* _REQUIRED WORK_: Report every line in the records below that holds the word "budget".

===== MATERIAL FOR THIS TASK

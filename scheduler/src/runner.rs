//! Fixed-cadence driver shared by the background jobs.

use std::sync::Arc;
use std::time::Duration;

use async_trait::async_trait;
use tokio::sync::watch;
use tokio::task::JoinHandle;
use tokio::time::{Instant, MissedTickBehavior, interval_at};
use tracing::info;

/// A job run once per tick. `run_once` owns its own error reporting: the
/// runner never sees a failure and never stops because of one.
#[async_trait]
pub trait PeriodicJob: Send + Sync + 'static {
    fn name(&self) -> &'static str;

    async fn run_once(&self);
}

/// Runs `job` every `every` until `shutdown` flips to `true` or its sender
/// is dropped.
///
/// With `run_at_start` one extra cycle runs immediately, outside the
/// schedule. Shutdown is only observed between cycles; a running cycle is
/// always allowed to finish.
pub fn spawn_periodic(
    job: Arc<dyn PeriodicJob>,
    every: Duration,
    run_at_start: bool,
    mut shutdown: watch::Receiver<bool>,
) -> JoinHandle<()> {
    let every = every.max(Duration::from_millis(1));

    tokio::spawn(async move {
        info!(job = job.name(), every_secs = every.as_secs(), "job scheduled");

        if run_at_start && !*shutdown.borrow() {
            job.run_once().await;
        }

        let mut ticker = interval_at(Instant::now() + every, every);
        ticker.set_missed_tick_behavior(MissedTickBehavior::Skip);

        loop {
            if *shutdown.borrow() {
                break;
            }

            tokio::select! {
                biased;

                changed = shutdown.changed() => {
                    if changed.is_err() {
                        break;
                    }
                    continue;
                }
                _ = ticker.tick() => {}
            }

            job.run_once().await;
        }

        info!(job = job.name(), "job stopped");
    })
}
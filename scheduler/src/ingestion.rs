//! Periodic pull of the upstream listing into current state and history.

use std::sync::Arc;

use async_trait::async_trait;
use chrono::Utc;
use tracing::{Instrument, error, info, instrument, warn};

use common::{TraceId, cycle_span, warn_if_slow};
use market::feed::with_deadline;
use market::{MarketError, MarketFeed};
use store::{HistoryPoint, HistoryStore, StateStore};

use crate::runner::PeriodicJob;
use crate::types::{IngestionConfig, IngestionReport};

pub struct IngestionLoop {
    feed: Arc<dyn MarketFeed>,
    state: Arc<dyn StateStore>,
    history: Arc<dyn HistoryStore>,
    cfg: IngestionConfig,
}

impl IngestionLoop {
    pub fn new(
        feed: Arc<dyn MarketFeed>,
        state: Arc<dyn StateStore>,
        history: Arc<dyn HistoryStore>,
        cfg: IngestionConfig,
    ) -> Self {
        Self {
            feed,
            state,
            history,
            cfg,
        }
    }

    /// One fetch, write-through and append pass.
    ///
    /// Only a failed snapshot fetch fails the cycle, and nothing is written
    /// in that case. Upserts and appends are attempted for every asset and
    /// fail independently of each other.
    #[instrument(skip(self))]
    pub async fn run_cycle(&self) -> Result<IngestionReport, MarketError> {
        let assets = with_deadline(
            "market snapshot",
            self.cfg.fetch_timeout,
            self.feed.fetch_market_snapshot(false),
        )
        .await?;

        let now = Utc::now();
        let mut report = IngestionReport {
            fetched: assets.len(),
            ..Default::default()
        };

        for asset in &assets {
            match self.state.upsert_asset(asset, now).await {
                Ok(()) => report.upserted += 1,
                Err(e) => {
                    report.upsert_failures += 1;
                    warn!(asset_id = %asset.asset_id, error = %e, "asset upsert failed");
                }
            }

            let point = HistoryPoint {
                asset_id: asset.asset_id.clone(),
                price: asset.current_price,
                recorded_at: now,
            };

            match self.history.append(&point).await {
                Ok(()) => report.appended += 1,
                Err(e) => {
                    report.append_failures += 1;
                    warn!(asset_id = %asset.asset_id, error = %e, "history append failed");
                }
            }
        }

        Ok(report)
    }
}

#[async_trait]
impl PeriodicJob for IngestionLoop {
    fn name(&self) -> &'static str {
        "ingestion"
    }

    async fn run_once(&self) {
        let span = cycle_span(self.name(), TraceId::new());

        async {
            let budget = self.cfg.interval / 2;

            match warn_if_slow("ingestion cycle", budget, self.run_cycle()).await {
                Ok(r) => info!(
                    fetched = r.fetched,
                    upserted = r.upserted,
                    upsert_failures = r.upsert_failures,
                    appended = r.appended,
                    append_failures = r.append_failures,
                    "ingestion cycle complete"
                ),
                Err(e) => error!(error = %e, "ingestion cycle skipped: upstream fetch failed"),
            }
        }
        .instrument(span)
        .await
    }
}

==========
===== MATERIAL FOR THIS TASK

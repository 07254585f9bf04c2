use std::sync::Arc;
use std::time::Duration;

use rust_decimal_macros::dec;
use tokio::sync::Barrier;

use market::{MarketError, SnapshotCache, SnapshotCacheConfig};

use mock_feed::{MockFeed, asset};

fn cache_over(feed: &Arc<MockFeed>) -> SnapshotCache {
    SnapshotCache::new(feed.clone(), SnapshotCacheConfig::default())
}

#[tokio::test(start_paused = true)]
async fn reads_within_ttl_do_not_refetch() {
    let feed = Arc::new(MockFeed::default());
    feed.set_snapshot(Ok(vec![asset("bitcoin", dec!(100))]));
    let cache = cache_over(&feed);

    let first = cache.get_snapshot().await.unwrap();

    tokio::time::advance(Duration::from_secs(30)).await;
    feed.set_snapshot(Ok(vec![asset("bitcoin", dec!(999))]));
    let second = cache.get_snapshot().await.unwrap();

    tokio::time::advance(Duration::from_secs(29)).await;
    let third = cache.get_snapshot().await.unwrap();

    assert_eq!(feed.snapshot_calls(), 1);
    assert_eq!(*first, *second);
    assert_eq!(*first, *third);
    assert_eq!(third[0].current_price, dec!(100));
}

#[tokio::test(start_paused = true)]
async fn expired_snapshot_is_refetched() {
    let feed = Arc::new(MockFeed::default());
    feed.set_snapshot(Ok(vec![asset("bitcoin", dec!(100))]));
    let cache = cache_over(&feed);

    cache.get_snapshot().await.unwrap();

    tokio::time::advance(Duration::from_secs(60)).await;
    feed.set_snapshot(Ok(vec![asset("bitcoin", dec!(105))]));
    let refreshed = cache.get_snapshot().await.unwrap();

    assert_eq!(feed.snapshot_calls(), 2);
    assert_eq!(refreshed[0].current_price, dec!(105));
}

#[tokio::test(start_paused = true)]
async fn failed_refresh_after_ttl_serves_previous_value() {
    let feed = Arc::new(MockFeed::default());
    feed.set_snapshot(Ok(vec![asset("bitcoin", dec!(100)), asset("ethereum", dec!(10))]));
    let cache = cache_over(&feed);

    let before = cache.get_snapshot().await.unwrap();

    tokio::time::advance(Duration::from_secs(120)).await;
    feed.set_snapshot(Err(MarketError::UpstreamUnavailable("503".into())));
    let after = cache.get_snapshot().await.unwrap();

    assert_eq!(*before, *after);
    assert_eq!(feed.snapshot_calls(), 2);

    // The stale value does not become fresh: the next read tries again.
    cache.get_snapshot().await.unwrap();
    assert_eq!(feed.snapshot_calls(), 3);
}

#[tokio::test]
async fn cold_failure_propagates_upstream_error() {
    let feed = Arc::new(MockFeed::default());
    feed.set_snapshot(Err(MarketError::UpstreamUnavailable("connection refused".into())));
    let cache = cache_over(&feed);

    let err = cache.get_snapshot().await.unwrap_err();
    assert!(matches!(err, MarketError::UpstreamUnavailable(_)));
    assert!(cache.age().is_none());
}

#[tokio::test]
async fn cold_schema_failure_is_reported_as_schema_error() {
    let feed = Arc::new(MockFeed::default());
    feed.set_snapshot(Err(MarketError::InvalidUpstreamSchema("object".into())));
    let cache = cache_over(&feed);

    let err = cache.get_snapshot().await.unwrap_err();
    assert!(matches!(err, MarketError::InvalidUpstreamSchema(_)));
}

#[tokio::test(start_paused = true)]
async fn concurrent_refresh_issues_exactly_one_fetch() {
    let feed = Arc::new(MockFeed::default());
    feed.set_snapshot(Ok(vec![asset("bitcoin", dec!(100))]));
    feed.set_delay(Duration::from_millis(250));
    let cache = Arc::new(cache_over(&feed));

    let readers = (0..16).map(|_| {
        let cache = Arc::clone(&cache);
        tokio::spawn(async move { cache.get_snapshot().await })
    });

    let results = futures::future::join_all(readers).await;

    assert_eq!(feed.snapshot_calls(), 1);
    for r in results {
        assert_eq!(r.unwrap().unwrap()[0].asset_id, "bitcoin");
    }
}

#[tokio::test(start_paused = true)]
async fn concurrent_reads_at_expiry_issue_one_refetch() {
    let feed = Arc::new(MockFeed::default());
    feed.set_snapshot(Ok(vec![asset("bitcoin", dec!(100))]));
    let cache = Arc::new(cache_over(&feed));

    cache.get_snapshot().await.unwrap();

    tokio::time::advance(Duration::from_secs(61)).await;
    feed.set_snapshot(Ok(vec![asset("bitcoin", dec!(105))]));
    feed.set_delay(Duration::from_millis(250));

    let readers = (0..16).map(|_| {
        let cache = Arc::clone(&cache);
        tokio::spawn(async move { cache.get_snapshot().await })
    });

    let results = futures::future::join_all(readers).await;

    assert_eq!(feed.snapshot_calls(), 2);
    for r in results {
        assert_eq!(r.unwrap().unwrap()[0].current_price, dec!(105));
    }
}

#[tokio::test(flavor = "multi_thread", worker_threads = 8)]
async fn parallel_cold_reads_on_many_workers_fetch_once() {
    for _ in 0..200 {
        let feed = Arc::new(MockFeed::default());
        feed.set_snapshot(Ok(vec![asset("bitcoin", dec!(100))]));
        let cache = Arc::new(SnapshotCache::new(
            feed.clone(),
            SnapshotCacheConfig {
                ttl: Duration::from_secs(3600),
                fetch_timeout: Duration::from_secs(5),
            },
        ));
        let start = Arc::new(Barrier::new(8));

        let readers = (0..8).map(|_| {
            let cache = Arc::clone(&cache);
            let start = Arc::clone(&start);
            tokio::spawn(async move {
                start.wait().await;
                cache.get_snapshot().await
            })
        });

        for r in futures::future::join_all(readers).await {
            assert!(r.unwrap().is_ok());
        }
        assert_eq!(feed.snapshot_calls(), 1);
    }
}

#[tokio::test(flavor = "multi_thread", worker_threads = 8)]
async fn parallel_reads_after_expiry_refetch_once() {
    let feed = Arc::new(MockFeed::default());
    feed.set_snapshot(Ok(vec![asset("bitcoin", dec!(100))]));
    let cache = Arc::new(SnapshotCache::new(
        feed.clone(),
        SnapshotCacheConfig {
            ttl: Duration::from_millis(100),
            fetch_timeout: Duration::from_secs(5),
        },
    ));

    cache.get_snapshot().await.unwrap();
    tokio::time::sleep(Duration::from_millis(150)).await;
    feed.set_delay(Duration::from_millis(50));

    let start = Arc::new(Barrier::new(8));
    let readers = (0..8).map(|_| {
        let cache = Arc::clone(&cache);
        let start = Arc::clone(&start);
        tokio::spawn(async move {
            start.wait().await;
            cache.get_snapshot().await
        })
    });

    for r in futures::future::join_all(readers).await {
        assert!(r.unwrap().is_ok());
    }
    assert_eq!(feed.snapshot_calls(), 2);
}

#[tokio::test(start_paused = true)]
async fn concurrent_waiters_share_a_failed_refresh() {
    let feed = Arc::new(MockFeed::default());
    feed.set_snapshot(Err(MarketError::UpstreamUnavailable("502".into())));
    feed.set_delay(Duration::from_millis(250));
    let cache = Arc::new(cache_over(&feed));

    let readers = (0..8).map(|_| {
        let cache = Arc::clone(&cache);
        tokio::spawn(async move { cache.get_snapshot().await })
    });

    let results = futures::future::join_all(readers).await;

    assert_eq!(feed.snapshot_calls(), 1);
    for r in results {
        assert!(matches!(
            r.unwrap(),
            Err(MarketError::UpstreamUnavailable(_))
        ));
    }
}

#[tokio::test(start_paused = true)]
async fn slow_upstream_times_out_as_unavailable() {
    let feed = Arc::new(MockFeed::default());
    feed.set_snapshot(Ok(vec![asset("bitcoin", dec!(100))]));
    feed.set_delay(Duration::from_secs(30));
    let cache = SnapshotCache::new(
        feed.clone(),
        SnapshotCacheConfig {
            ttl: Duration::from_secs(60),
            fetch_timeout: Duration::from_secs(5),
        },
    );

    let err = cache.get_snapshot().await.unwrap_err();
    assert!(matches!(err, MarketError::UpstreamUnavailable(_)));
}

==========

* _WRITTEN RESPONSE_:
            let budget = self.cfg.interval / 2;
            match warn_if_slow("ingestion cycle", budget, self.run_cycle()).await {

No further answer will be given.